→ Task statement:
Among the entries, find each line that includes the string "collection" and list it.

Stored data entries:
--

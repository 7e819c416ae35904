use crate::{AppState, Effect, Msg};

/// Pure update function: applies a message to state and returns any effects.
///
/// Every message that changes the collection starts its effect list with a
/// single [`Effect::PersistSnapshot`] of the post-change collection, so the
/// store is written before any check is issued.
/// Duplicates, unknown ids and late results for removed sites change nothing
/// and emit nothing.
pub fn update(mut state: AppState, msg: Msg) -> (AppState, Vec<Effect>) {
    let (changed, mut effects) = match msg {
        Msg::AddRequested { raw_url, at } => match state.insert_site(&raw_url, at) {
            Some(target) => (true, vec![target.into()]),
            None => (false, Vec::new()),
        },
        Msg::UpdateRequested {
            site_id,
            raw_url,
            at,
        } => match state.update_url(site_id, &raw_url, at) {
            Some(target) => (true, vec![target.into()]),
            None => (false, Vec::new()),
        },
        Msg::RemoveRequested { site_id } => (state.remove(site_id), Vec::new()),
        Msg::RemoveAllRequested => (state.remove_all(), Vec::new()),
        Msg::ToggleIgnoreRequested { site_id } => (state.toggle_ignore(site_id), Vec::new()),
        Msg::Reordered { order } => (state.reorder(&order), Vec::new()),
        Msg::RecheckRequested { site_id } => {
            let effects: Vec<Effect> = state
                .begin_recheck(site_id)
                .map(Effect::from)
                .into_iter()
                .collect();
            (false, effects)
        }
        Msg::RecheckManyRequested { selection } => {
            let targets = state.begin_recheck_many(|site| selection.matches(site));
            if targets.is_empty() {
                (false, Vec::new())
            } else {
                (false, vec![Effect::CheckBatch { targets }])
            }
        }
        Msg::ImportRequested { text, at } => {
            let mut effects = Vec::new();
            let mut skipped = 0;
            for line in text.lines().map(str::trim).filter(|line| !line.is_empty()) {
                match state.insert_site(line, at) {
                    Some(target) => effects.push(target.into()),
                    None => skipped += 1,
                }
            }
            state.set_last_import(effects.len(), skipped);
            (!effects.is_empty(), effects)
        }
        Msg::ExportRequested => (false, vec![Effect::ExportText(state.export_text())]),
        Msg::FilterChanged(filter) => {
            state.set_filter(filter);
            (false, Vec::new())
        }
        Msg::RestoreSnapshot(snapshot) => {
            state.restore(snapshot);
            (false, Vec::new())
        }
        Msg::CheckCompleted { site_id, outcome } => {
            (state.finish_check(site_id, outcome), Vec::new())
        }
        Msg::BatchCheckCompleted { outcomes } => {
            let mut changed = false;
            for (site_id, outcome) in outcomes {
                changed |= state.finish_check(site_id, outcome);
            }
            (changed, Vec::new())
        }
    };

    if changed {
        effects.insert(0, Effect::PersistSnapshot(state.snapshot()));
    }
    (state, effects)
}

--

→ Answer to this exercise:
/// Every message that changes the collection starts its effect list with a
/// single [`Effect::PersistSnapshot`] of the post-change collection, so the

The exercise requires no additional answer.